ABOUT THIS TASK — Copy the records that follow exactly, leaving nothing out.

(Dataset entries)

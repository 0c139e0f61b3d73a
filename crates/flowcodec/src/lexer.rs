//! Tokenizer for the persisted graph text.
//!
//! Produces the whole token stream up front, each token tagged with the
//! location where it starts.

use crate::error::{ParseError, ParseResult, SourceLocation};
use std::fmt;

#[derive(Debug, Clone, PartialEq)]
pub enum Token {
    LBrace,
    RBrace,
    Colon,
    Equals,
    /// `->`
    Arrow,
    Str(String),
    Int(i64),
    Float(f64),
    Bool(bool),
    Ident(String),
    Eof,
}

impl fmt::Display for Token {
    fn fmt(&self, f: &mut fmt::Formatter<'_>) -> fmt::Result {
        match self {
            Token::LBrace => f.write_str("'{'"),
            Token::RBrace => f.write_str("'}'"),
            Token::Colon => f.write_str("':'"),
            Token::Equals => f.write_str("'='"),
            Token::Arrow => f.write_str("'->'"),
            Token::Str(s) => write!(f, "string \"{}\"", s),
            Token::Int(n) => write!(f, "integer {}", n),
            Token::Float(n) => write!(f, "number {}", n),
            Token::Bool(b) => write!(f, "boolean {}", b),
            Token::Ident(name) => write!(f, "'{}'", name),
            Token::Eof => f.write_str("end of input"),
        }
    }
}

#[derive(Debug, Clone, PartialEq)]
pub struct Spanned {
    pub token: Token,
    pub location: SourceLocation,
}

pub struct Lexer {
    chars: Vec<char>,
    pos: usize,
    line: usize,
    column: usize,
}

impl Lexer {
    pub fn new(input: &str) -> Self {
        Self {
            chars: input.chars().collect(),
            pos: 0,
            line: 1,
            column: 1,
        }
    }

    /// Tokenizes the whole input; the last token is always [`Token::Eof`].
    pub fn tokenize(mut self) -> ParseResult<Vec<Spanned>> {
        let mut tokens = Vec::new();
        loop {
            self.skip_trivia();
            let location = self.location();
            let Some(c) = self.peek() else {
                tokens.push(Spanned {
                    token: Token::Eof,
                    location,
                });
                return Ok(tokens);
            };
            let token = match c {
                '{' => self.single(Token::LBrace),
                '}' => self.single(Token::RBrace),
                ':' => self.single(Token::Colon),
                '=' => self.single(Token::Equals),
                '"' => self.string()?,
                '-' if self.peek_at(1) == Some('>') => {
                    self.advance();
                    self.advance();
                    Token::Arrow
                }
                '-' | '+' | '0'..='9' => self.number()?,
                c if c.is_ascii_alphabetic() || c == '_' => self.word(),
                other => {
                    return Err(ParseError::lexical(
                        format!("unexpected character '{}'", other),
                        location,
                    ))
                }
            };
            tokens.push(Spanned { token, location });
        }
    }

    fn location(&self) -> SourceLocation {
        SourceLocation::new(self.line, self.column)
    }

    fn peek(&self) -> Option<char> {
        self.chars.get(self.pos).copied()
    }

    fn peek_at(&self, offset: usize) -> Option<char> {
        self.chars.get(self.pos + offset).copied()
    }

    fn advance(&mut self) -> Option<char> {
        let c = self.peek()?;
        self.pos += 1;
        if c == '\n' {
            self.line += 1;
            self.column = 1;
        } else {
            self.column += 1;
        }
        Some(c)
    }

    fn single(&mut self, token: Token) -> Token {
        self.advance();
        token
    }

    /// Skips whitespace and `//` or `#` line comments.
    fn skip_trivia(&mut self) {
        loop {
            match self.peek() {
                Some(c) if c.is_whitespace() => {
                    self.advance();
                }
                Some('#') => self.skip_line(),
                Some('/') if self.peek_at(1) == Some('/') => self.skip_line(),
                _ => return,
            }
        }
    }

    fn skip_line(&mut self) {
        while let Some(c) = self.advance() {
            if c == '\n' {
                break;
            }
        }
    }

    fn string(&mut self) -> ParseResult<Token> {
        let start = self.location();
        self.advance();
        let mut value = String::new();
        loop {
            match self.advance() {
                None => {
                    return Err(ParseError::UnexpectedEof {
                        expected: "closing quote".to_string(),
                        location: start,
                    })
                }
                Some('"') => return Ok(Token::Str(value)),
                Some('\\') => {
                    let escape_at = self.location();
                    match self.advance() {
                        Some('n') => value.push('\n'),
                        Some('t') => value.push('\t'),
                        Some('r') => value.push('\r'),
                        Some('"') => value.push('"'),
                        Some('\\') => value.push('\\'),
                        Some(other) => {
                            return Err(ParseError::lexical(
                                format!("unknown escape '\\{}'", other),
                                escape_at,
                            ))
                        }
                        None => {
                            return Err(ParseError::UnexpectedEof {
                                expected: "escape character".to_string(),
                                location: escape_at,
                            })
                        }
                    }
                }
                Some(c) => value.push(c),
            }
        }
    }

    fn number(&mut self) -> ParseResult<Token> {
        let start = self.location();
        let mut text = String::new();
        if let Some(sign @ ('-' | '+')) = self.peek() {
            text.push(sign);
            self.advance();
        }
        self.digits(&mut text);
        let mut fractional = false;
        if self.peek() == Some('.') && matches!(self.peek_at(1), Some('0'..='9')) {
            fractional = true;
            text.push('.');
            self.advance();
            self.digits(&mut text);
        }

        if !text.chars().any(|c| c.is_ascii_digit()) {
            return Err(ParseError::lexical(format!("expected digits after '{}'", text), start));
        }
        if fractional {
            text.parse::<f64>()
                .map(Token::Float)
                .map_err(|e| {
                    ParseError::lexical(format!("invalid number '{}': {}", text, e), start)
                })
        } else {
            text.parse::<i64>()
                .map(Token::Int)
                .map_err(|e| {
                    ParseError::lexical(format!("invalid integer '{}': {}", text, e), start)
                })
        }
    }

    fn digits(&mut self, text: &mut String) {
        while let Some(c @ '0'..='9') = self.peek() {
            text.push(c);
            self.advance();
        }
    }

    fn word(&mut self) -> Token {
        let mut word = String::new();
        while let Some(c) = self.peek() {
            if c.is_ascii_alphanumeric() || c == '_' {
                word.push(c);
                self.advance();
            } else {
                break;
            }
        }
        match word.as_str() {
            "true" => Token::Bool(true),
            "false" => Token::Bool(false),
            _ => Token::Ident(word),
        }
    }
}

pub fn tokenize(input: &str) -> ParseResult<Vec<Spanned>> {
    Lexer::new(input).tokenize()
}
use std::fs::File;
use std::io::{BufWriter, Write};
use std::path::Path;

use incidentforge_core::FIELD_NAMES;

use crate::errors::GenerationError;

/// Open the output file as a CSV writer and emit the header row.
///
/// The returned writer counts every byte that reaches the sink so the run
/// report can include the output size.
pub fn open_sink(
    path: &Path,
) -> Result<csv::Writer<CountingWriter<BufWriter<File>>>, GenerationError> {
    let writer = BufWriter::new(File::create(path)?);
    let counting = CountingWriter::new(writer);
    let mut writer = csv::WriterBuilder::new()
        .has_headers(false)
        .from_writer(counting);
    writer.write_record(FIELD_NAMES)?;
    Ok(writer)
}

pub struct CountingWriter<W: Write> {
    inner: W,
    bytes: u64,
}

impl<W: Write> CountingWriter<W> {
    fn new(inner: W) -> Self {
        Self { inner, bytes: 0 }
    }

    pub fn bytes_written(&self) -> u64 {
        self.bytes
    }
}

impl<W: Write> Write for CountingWriter<W> {
    fn write(&mut self, buf: &[u8]) -> std::io::Result<usize> {
        let size = self.inner.write(buf)?;
        self.bytes = self.bytes.saturating_add(size as u64);
        Ok(size)
    }

    fn flush(&mut self) -> std::io::Result<()> {
        self.inner.flush()
    }
}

ANSWER —
repository 0c139e0f61b3d73a
filename crates/flowcodec/src/lexer.rs
//! Tokenizer for the persisted graph text.
//!
//! Produces the whole token stream up front, each token tagged with the
//! location where it starts.

use crate::error::{ParseError, ParseResult, SourceLocation};
use std::fmt;

#[derive(Debug, Clone, PartialEq)]
pub enum Token {
    LBrace,
    RBrace,
    Colon,
    Equals,
    /// `->`
    Arrow,
    Str(String),
    Int(i64),
    Float(f64),
    Bool(bool),
    Ident(String),
    Eof,
}

impl fmt::Display for Token {
    fn fmt(&self, f: &mut fmt::Formatter<'_>) -> fmt::Result {
        match self {
            Token::LBrace => f.write_str("'{'"),
            Token::RBrace => f.write_str("'}'"),
            Token::Colon => f.write_str("':'"),
            Token::Equals => f.write_str("'='"),
            Token::Arrow => f.write_str("'->'"),
            Token::Str(s) => write!(f, "string \"{}\"", s),
            Token::Int(n) => write!(f, "integer {}", n),
            Token::Float(n) => write!(f, "number {}", n),
            Token::Bool(b) => write!(f, "boolean {}", b),
            Token::Ident(name) => write!(f, "'{}'", name),
            Token::Eof => f.write_str("end of input"),
        }
    }
}

#[derive(Debug, Clone, PartialEq)]
pub struct Spanned {
    pub token: Token,
    pub location: SourceLocation,
}

pub struct Lexer {
    chars: Vec<char>,
    pos: usize,
    line: usize,
    column: usize,
}

impl Lexer {
    pub fn new(input: &str) -> Self {
        Self {
            chars: input.chars().collect(),
            pos: 0,
            line: 1,
            column: 1,
        }
    }

    /// Tokenizes the whole input; the last token is always [`Token::Eof`].
    pub fn tokenize(mut self) -> ParseResult<Vec<Spanned>> {
        let mut tokens = Vec::new();
        loop {
            self.skip_trivia();
            let location = self.location();
            let Some(c) = self.peek() else {
                tokens.push(Spanned {
                    token: Token::Eof,
                    location,
                });
                return Ok(tokens);
            };
            let token = match c {
                '{' => self.single(Token::LBrace),
                '}' => self.single(Token::RBrace),
                ':' => self.single(Token::Colon),
                '=' => self.single(Token::Equals),
                '"' => self.string()?,
                '-' if self.peek_at(1) == Some('>') => {
                    self.advance();
                    self.advance();
                    Token::Arrow
                }
                '-' | '+' | '0'..='9' => self.number()?,
                c if c.is_ascii_alphabetic() || c == '_' => self.word(),
                other => {
                    return Err(ParseError::lexical(
                        format!("unexpected character '{}'", other),
                        location,
                    ))
                }
            };
            tokens.push(Spanned { token, location });
        }
    }

    fn location(&self) -> SourceLocation {
        SourceLocation::new(self.line, self.column)
    }

    fn peek(&self) -> Option<char> {
        self.chars.get(self.pos).copied()
    }

    fn peek_at(&self, offset: usize) -> Option<char> {
        self.chars.get(self.pos + offset).copied()
    }

    fn advance(&mut self) -> Option<char> {
        let c = self.peek()?;
        self.pos += 1;
        if c == '\n' {
            self.line += 1;
            self.column = 1;
        } else {
            self.column += 1;
        }
        Some(c)
    }

    fn single(&mut self, token: Token) -> Token {
        self.advance();
        token
    }

    /// Skips whitespace and `//` or `#` line comments.
    fn skip_trivia(&mut self) {
        loop {
            match self.peek() {
                Some(c) if c.is_whitespace() => {
                    self.advance();
                }
                Some('#') => self.skip_line(),
                Some('/') if self.peek_at(1) == Some('/') => self.skip_line(),
                _ => return,
            }
        }
    }

    fn skip_line(&mut self) {
        while let Some(c) = self.advance() {
            if c == '\n' {
                break;
            }
        }
    }

    fn string(&mut self) -> ParseResult<Token> {
        let start = self.location();
        self.advance();
        let mut value = String::new();
        loop {
            match self.advance() {
                None => {
                    return Err(ParseError::UnexpectedEof {
                        expected: "closing quote".to_string(),
                        location: start,
                    })
                }
                Some('"') => return Ok(Token::Str(value)),
                Some('\\') => {
                    let escape_at = self.location();
                    match self.advance() {
                        Some('n') => value.push('\n'),
                        Some('t') => value.push('\t'),
                        Some('r') => value.push('\r'),
                        Some('"') => value.push('"'),
                        Some('\\') => value.push('\\'),
                        Some(other) => {
                            return Err(ParseError::lexical(
                                format!("unknown escape '\\{}'", other),
                                escape_at,
                            ))
                        }
                        None => {
                            return Err(ParseError::UnexpectedEof {
                                expected: "escape character".to_string(),
                                location: escape_at,
                            })
                        }
                    }
                }
                Some(c) => value.push(c),
            }
        }
    }

    fn number(&mut self) -> ParseResult<Token> {
        let start = self.location();
        let mut text = String::new();
        if let Some(sign @ ('-' | '+')) = self.peek() {
            text.push(sign);
            self.advance();
        }
        self.digits(&mut text);
        let mut fractional = false;
        if self.peek() == Some('.') && matches!(self.peek_at(1), Some('0'..='9')) {
            fractional = true;
            text.push('.');
            self.advance();
            self.digits(&mut text);
        }

        if !text.chars().any(|c| c.is_ascii_digit()) {
            return Err(ParseError::lexical(format!("expected digits after '{}'", text), start));
        }
        if fractional {
            text.parse::<f64>()
                .map(Token::Float)
                .map_err(|e| {
                    ParseError::lexical(format!("invalid number '{}': {}", text, e), start)
                })
        } else {
            text.parse::<i64>()
                .map(Token::Int)
                .map_err(|e| {
                    ParseError::lexical(format!("invalid integer '{}': {}", text, e), start)
                })
        }
    }

    fn digits(&mut self, text: &mut String) {
        while let Some(c @ '0'..='9') = self.peek() {
            text.push(c);
            self.advance();
        }
    }

    fn word(&mut self) -> Token {
        let mut word = String::new();
        while let Some(c) = self.peek() {
            if c.is_ascii_alphanumeric() || c == '_' {
                word.push(c);
                self.advance();
            } else {
                break;
            }
        }
        match word.as_str() {
            "true" => Token::Bool(true),
            "false" => Token::Bool(false),
            _ => Token::Ident(word),
        }
    }
}

pub fn tokenize(input: &str) -> ParseResult<Vec<Spanned>> {
    Lexer::new(input).tokenize()
}
use std::fs::File;
use std::io::{BufWriter, Write};
use std::path::Path;

use incidentforge_core::FIELD_NAMES;

use crate::errors::GenerationError;

/// Open the output file as a CSV writer and emit the header row.
///
/// The returned writer counts every byte that reaches the sink so the run
/// report can include the output size.
pub fn open_sink(
    path: &Path,
) -> Result<csv::Writer<CountingWriter<BufWriter<File>>>, GenerationError> {
    let writer = BufWriter::new(File::create(path)?);
    let counting = CountingWriter::new(writer);
    let mut writer = csv::WriterBuilder::new()
        .has_headers(false)
        .from_writer(counting);
    writer.write_record(FIELD_NAMES)?;
    Ok(writer)
}

pub struct CountingWriter<W: Write> {
    inner: W,
    bytes: u64,
}

impl<W: Write> CountingWriter<W> {
    fn new(inner: W) -> Self {
        Self { inner, bytes: 0 }
    }

    pub fn bytes_written(&self) -> u64 {
        self.bytes
    }
}

impl<W: Write> Write for CountingWriter<W> {
    fn write(&mut self, buf: &[u8]) -> std::io::Result<usize> {
        let size = self.inner.write(buf)?;
        self.bytes = self.bytes.saturating_add(size as u64);
        Ok(size)
    }

    fn flush(&mut self) -> std::io::Result<()> {
        self.inner.flush()
    }
}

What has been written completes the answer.